Finding the interconnections within the ecological infrastructures these three artists’ work traverses.

An abstract image of movement lines depicting fluid dynamic principles

Pasha Clothier:

Rewriting the history of knowledge in five minutes. Just in case you don’t already know, it is now clear that Moana navigators were aware of fluid dynamics principles centuries before Chaos Theorists, reached South America by 1150 CE, held an interconnected world view 790 years before such ideas were discussed in the West, were explorers who went to the furthest locations first, and were aware of diffractive wave patterning in the 12th century. These assertions are based on  a combination of DNA record and radio carbon dating. We have to rewrite the history of knowledge.

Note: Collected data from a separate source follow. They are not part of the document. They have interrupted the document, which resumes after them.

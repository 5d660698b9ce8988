use ratatui::Frame;
use ratatui::layout::Rect;
use ratatui::style::{Modifier, Style};
use ratatui::text::{Line, Span};
use ratatui::widgets::{Block, Borders, Clear, Paragraph};

use super::centered_rect_fixed;
use crate::tui::app::App;

/// Render the help overlay (toggled with ?)
pub fn render_help_overlay(frame: &mut Frame, app: &App, area: Rect) {
    let bg = app.theme.background;
    let key_style = Style::default()
        .fg(app.theme.focus_border)
        .bg(bg)
        .add_modifier(Modifier::BOLD);
    let desc_style = Style::default().fg(app.theme.text).bg(bg);
    let header_style = Style::default()
        .fg(app.theme.text_bright)
        .bg(bg)
        .add_modifier(Modifier::BOLD);

    let mut lines: Vec<Line> = Vec::new();

    lines.push(Line::from(Span::styled(" Entry", header_style)));
    add_binding(&mut lines, " Ctrl+Enter", "Save tasks", key_style, desc_style);
    add_binding(&mut lines, " Alt+Enter/^S", "Save tasks", key_style, desc_style);
    add_binding(&mut lines, " Enter", "New line", key_style, desc_style);
    add_binding(&mut lines, " Tab/Esc", "Go to list", key_style, desc_style);
    lines.push(Line::from(""));

    lines.push(Line::from(Span::styled(" List", header_style)));
    add_binding(
        &mut lines,
        " \u{2191}\u{2193}/jk",
        "Move cursor",
        key_style,
        desc_style,
    );
    add_binding(&mut lines, " Shift+\u{2191}\u{2193}", "Extend selection", key_style, desc_style);
    add_binding(&mut lines, " Space", "Select / unselect row", key_style, desc_style);
    add_binding(&mut lines, " a", "Select all", key_style, desc_style);
    add_binding(&mut lines, " Enter/x", "Done / undo", key_style, desc_style);
    add_binding(&mut lines, " d/Del", "Delete selected", key_style, desc_style);
    add_binding(&mut lines, " C", "Clear all", key_style, desc_style);
    add_binding(&mut lines, " m", "Context menu", key_style, desc_style);
    add_binding(&mut lines, " Tab/i", "Go to entry", key_style, desc_style);
    lines.push(Line::from(""));

    lines.push(Line::from(Span::styled(" Global", header_style)));
    add_binding(&mut lines, " ?", "Toggle this help", key_style, desc_style);
    add_binding(&mut lines, " q", "Quit (from list)", key_style, desc_style);
    add_binding(&mut lines, " Ctrl+Q", "Quit", key_style, desc_style);

    let overlay_area = centered_rect_fixed(44, lines.len() as u16 + 2, area);
    frame.render_widget(Clear, overlay_area);

    let block = Block::default()
        .borders(Borders::ALL)
        .title(" Key Bindings ")
        .border_style(Style::default().fg(app.theme.dim).bg(bg))
        .style(Style::default().bg(bg));

    let paragraph = Paragraph::new(lines)
        .block(block)
        .style(Style::default().bg(bg));

    frame.render_widget(paragraph, overlay_area);
}

fn add_binding<'a>(
    lines: &mut Vec<Line<'a>>,
    key: &'a str,
    desc: &'a str,
    key_style: Style,
    desc_style: Style,
) {
    let key_width = 16;
    let padded_key = format!("{:<width$}", key, width = key_width);
    lines.push(Line::from(vec![
        Span::styled(padded_key, key_style),
        Span::styled(desc, desc_style),
    ]));
}
pub mod config_io;
pub mod log;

Rewa Wright – Plant Blindness

In this short provocation, I consider the question of human evolutionary limitations in the human brain, and, going against this biological limit, how Indigenous cultures worldwide have maintained a more-than-human link with plants as nonhuman partners. As well, I consider a potential slippage between the scientific term Anthropocene and the speculative stage that we might term Anthropo(s)cene. On the stage of the Anthropo(s)cene, where human visibility is inflected with the gradual becoming-invisible of flora and fauna, affords a pertinent time to consider our plant kin. Being subatomic and microscopic, plant cellular processes are notoriously hard to observe, yet we can broadly trace their movements through monitoring the currents and signals plants give off as they live.

Tracey BensonInvasive

The project builds on the existing “Journey of the Ancients” work by Tracey and Josiah which brings together storytelling, connections to place, ancestry, migration and DNA to creatively explore how technology can be used to inform, educate and engage audiences. The goal of the Invasive project is to explore a range of data and scenarios to create a range of experiences including virtual and augmented reality, installations and exhibitions which focus on the role of science communications as well as an aesthetic exploration of possible forms. It also is an opportunity to build on workshop methodologies being developed that explore how to engage and activate participants to be more aware of issues and make changes in behaviour which support healthy ecosystems.